== Task description ==
From the records, report how many lines hold the word "static", with the number as the sole reply.

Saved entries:
* * * * * * *

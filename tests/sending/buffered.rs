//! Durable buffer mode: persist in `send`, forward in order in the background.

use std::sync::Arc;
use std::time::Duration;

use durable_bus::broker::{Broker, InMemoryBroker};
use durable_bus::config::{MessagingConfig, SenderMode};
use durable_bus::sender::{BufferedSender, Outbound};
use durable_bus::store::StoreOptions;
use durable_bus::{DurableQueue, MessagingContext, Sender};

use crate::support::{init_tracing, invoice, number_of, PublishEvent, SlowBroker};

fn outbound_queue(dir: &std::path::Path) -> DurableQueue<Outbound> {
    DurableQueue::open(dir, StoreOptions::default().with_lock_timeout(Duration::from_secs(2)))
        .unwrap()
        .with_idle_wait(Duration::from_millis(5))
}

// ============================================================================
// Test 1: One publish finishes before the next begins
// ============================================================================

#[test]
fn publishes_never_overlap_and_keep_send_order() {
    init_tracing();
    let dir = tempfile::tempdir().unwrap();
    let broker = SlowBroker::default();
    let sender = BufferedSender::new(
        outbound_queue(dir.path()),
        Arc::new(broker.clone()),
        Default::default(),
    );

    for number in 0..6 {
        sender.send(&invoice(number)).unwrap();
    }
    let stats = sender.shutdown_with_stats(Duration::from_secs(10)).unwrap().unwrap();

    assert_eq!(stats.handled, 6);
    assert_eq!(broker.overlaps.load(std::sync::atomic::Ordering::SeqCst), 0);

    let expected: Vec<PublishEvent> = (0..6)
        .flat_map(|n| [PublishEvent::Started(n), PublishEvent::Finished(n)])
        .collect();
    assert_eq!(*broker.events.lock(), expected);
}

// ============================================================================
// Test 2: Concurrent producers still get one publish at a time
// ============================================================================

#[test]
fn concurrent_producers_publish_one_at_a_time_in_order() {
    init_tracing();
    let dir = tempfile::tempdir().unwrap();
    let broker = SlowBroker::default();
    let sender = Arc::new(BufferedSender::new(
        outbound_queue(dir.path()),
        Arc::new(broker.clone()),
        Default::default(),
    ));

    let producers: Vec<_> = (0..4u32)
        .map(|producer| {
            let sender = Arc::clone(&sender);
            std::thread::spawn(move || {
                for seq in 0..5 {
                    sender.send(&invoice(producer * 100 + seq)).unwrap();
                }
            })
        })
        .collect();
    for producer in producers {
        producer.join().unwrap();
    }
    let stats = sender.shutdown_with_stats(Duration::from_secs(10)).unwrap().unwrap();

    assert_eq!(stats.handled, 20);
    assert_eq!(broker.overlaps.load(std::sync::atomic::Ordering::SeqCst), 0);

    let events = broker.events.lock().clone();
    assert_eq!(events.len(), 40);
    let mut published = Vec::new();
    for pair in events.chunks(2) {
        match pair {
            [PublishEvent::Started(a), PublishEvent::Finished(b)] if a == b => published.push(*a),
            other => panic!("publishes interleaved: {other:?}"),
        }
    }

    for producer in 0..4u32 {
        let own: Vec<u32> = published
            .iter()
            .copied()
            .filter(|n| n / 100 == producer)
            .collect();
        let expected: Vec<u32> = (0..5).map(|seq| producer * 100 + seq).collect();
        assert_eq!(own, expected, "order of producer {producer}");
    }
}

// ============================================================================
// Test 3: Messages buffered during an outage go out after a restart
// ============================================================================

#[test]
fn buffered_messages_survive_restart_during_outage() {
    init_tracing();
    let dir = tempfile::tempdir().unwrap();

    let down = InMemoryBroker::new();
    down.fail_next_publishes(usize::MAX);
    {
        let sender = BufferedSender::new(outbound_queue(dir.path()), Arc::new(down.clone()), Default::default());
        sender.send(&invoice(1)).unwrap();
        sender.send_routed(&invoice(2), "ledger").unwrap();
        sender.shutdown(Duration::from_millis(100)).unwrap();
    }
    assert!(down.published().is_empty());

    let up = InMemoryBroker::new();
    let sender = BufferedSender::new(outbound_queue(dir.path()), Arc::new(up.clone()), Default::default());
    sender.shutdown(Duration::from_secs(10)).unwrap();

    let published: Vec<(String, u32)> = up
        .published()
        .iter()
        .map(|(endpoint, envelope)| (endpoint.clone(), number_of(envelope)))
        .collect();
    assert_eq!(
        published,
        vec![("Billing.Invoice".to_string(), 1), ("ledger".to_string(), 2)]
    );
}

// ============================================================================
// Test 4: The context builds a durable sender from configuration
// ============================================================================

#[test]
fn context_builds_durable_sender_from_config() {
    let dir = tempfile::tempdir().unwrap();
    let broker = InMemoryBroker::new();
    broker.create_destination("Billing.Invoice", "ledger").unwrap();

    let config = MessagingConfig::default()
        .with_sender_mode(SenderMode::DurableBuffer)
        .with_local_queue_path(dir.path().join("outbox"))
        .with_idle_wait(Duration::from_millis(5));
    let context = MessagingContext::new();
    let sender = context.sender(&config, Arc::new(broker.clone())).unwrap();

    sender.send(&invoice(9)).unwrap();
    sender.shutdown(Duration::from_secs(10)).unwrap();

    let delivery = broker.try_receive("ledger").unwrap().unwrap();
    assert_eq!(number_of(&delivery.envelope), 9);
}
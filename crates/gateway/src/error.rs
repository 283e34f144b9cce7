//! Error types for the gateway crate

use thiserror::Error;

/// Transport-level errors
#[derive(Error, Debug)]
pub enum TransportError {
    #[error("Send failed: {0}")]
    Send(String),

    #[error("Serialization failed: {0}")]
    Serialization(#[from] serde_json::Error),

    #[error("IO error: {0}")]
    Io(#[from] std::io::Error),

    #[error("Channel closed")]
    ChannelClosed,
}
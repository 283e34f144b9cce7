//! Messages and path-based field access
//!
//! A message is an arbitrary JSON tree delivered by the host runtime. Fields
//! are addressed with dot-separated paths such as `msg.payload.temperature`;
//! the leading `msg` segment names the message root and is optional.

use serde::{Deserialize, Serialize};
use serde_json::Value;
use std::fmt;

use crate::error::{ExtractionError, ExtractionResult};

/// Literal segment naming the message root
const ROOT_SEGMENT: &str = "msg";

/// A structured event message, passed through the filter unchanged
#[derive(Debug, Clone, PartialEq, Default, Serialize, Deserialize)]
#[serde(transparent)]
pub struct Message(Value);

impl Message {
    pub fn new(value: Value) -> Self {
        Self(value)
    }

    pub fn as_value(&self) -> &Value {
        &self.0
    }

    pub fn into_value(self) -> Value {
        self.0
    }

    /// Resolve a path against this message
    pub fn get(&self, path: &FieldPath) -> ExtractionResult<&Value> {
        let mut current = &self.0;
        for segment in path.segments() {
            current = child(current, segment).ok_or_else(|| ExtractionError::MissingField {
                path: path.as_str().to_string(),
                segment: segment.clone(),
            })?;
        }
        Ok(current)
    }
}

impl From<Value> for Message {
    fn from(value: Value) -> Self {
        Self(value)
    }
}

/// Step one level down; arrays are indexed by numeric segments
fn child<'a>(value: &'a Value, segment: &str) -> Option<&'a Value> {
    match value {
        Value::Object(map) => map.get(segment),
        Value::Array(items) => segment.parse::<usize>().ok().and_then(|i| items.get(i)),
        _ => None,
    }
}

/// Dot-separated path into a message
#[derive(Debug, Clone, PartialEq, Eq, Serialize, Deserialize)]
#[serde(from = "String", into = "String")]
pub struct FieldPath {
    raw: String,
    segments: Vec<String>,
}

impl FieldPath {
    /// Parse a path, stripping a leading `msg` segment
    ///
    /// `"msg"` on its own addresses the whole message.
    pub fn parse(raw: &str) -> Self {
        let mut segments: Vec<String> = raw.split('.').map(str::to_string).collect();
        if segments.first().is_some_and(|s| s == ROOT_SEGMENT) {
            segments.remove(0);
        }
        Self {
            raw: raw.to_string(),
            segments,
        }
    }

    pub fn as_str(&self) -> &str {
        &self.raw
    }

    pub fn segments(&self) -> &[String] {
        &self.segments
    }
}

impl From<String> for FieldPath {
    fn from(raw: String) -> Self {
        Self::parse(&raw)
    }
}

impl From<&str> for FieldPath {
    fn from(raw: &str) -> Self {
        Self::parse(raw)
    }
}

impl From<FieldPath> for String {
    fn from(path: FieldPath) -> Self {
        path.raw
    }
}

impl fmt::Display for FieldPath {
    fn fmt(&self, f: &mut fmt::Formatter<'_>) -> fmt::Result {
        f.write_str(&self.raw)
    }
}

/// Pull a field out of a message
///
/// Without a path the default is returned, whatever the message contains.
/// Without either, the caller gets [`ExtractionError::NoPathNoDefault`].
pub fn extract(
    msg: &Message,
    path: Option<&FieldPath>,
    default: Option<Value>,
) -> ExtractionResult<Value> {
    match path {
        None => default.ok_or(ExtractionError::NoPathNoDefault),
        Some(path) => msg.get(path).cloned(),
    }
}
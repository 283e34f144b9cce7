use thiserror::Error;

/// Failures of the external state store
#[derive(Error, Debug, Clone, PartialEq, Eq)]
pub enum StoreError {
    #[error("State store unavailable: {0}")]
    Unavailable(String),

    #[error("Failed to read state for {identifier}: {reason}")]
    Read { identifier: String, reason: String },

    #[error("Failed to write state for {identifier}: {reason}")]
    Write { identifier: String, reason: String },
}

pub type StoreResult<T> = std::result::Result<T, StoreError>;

* * * * * * *

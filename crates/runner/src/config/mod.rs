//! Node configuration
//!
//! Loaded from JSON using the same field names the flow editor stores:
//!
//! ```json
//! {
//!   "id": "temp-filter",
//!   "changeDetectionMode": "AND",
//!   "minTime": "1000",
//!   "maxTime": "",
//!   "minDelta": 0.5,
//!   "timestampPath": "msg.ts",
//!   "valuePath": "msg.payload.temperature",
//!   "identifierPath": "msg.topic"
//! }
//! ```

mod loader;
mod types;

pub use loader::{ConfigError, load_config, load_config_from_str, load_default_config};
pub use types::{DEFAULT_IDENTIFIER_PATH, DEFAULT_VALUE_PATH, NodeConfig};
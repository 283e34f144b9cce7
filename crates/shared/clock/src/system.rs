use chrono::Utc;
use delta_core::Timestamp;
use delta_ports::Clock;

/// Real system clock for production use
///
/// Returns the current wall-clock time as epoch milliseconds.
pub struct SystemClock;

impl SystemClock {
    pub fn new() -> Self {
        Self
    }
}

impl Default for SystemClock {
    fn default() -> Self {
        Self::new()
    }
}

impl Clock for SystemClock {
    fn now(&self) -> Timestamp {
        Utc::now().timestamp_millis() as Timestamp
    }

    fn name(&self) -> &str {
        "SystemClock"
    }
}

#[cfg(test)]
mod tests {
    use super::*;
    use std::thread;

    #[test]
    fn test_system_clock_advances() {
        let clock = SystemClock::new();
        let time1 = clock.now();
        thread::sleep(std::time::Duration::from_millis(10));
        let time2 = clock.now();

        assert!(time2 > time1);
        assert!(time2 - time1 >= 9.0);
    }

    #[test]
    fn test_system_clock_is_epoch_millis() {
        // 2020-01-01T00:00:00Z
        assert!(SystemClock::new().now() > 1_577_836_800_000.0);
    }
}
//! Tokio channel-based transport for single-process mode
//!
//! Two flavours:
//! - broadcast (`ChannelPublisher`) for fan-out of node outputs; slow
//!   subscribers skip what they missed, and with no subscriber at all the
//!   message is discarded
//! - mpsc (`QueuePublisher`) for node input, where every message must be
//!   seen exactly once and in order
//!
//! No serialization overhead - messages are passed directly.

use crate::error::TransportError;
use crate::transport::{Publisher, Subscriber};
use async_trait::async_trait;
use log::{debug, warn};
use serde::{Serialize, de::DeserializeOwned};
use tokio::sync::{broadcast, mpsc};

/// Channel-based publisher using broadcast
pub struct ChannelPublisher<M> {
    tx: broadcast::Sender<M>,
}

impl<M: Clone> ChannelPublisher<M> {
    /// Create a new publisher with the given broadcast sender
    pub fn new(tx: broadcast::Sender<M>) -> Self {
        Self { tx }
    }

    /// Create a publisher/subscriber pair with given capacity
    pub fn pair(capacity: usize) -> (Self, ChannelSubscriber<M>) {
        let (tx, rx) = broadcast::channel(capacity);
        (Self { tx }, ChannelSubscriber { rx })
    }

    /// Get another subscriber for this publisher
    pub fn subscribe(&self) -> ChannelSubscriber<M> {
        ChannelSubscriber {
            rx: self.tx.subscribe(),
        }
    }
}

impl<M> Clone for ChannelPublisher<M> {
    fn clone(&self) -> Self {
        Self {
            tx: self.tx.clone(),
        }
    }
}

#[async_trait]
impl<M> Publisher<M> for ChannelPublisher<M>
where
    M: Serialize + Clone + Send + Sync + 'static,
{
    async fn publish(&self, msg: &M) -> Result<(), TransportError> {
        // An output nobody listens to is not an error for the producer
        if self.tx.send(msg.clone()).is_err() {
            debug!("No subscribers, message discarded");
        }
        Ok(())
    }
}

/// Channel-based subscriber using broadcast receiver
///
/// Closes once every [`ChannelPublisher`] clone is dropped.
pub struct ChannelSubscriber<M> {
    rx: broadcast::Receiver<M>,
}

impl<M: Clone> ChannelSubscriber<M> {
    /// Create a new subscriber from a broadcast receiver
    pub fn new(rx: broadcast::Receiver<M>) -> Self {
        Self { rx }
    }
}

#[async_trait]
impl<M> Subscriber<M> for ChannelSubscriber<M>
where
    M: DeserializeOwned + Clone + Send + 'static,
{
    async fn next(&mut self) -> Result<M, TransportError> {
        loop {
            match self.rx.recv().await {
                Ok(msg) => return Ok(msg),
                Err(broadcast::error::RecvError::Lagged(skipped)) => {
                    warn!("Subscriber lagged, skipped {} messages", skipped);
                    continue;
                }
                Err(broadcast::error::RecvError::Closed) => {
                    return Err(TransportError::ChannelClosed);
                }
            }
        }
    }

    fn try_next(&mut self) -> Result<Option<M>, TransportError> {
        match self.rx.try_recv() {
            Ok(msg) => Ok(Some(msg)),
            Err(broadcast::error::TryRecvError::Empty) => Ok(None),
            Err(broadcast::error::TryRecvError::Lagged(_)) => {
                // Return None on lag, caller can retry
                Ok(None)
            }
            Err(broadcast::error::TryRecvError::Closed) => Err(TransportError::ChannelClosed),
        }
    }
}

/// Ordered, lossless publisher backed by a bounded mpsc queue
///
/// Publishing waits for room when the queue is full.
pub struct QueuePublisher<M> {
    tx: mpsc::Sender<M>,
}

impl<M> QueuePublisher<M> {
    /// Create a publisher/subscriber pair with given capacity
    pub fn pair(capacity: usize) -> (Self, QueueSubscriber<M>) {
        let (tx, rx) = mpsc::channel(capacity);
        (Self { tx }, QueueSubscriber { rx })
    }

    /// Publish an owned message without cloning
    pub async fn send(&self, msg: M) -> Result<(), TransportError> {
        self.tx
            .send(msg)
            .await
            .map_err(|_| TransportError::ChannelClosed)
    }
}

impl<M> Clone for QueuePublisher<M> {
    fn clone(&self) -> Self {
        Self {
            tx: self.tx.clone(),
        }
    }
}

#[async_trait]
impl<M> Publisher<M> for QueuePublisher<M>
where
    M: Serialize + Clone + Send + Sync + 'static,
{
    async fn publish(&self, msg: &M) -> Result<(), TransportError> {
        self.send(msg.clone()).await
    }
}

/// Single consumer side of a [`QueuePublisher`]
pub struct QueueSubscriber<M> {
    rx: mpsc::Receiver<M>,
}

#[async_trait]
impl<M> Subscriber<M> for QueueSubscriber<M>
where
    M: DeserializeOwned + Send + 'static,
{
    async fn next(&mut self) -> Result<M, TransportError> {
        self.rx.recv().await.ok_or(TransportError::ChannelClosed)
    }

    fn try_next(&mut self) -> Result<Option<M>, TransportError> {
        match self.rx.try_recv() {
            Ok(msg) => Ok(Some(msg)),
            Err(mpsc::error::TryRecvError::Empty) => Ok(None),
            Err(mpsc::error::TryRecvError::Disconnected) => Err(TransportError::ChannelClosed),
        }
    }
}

* * * * * * *

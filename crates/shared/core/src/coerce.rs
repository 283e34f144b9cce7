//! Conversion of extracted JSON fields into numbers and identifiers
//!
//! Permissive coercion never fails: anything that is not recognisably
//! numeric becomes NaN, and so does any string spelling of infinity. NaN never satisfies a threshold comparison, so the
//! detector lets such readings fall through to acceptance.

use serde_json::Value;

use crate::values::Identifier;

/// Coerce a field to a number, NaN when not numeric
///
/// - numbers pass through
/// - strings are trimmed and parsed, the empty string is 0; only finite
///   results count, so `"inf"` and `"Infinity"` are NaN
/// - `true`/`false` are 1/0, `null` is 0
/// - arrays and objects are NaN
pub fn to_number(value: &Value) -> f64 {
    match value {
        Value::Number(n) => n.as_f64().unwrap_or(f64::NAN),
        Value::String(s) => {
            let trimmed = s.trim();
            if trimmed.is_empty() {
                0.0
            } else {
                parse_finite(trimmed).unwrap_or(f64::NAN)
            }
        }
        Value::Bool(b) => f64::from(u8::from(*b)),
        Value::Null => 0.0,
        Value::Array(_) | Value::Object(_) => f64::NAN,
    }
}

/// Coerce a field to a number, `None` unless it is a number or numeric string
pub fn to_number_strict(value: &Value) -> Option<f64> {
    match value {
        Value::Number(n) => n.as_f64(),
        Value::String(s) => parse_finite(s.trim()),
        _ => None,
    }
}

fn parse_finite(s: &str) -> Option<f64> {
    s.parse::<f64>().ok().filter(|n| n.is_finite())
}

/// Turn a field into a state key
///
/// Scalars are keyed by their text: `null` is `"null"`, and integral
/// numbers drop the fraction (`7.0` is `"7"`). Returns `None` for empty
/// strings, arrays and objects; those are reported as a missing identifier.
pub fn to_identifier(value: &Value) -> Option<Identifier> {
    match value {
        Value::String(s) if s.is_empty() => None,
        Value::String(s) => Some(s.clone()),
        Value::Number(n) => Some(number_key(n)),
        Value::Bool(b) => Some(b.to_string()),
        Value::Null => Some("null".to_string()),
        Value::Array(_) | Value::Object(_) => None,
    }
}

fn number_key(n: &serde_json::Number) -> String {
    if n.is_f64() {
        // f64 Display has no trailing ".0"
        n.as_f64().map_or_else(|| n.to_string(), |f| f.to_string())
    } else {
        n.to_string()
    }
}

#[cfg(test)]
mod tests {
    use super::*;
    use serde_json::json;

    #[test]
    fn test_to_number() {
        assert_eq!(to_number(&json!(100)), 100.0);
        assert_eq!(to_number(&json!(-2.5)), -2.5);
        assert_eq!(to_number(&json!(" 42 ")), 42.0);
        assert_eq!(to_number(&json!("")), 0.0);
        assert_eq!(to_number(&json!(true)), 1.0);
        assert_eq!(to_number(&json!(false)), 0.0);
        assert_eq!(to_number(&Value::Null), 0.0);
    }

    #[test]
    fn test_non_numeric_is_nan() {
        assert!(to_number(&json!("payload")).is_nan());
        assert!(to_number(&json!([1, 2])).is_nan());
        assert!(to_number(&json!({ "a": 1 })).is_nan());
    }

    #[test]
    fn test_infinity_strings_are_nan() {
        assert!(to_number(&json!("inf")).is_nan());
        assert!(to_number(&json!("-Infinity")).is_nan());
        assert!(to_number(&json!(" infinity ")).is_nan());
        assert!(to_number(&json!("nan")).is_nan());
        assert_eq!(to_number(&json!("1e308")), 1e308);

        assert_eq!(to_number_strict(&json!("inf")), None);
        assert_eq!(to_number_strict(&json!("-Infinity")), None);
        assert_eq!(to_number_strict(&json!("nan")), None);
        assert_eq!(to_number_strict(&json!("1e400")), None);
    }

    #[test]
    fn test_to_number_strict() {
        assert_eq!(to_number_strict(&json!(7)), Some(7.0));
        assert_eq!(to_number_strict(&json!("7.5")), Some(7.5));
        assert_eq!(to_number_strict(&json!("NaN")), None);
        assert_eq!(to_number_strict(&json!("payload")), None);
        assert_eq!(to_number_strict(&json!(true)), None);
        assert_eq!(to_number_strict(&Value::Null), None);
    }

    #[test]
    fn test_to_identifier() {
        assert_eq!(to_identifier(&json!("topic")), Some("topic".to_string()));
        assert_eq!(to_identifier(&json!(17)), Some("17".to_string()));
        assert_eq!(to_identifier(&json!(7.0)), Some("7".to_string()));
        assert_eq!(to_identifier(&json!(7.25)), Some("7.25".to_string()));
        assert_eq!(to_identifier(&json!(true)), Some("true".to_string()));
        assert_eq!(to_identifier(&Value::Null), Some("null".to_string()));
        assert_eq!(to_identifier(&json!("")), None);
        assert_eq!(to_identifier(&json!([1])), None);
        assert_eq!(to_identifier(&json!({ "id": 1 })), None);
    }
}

* * * * * * *

== Task answer ==
4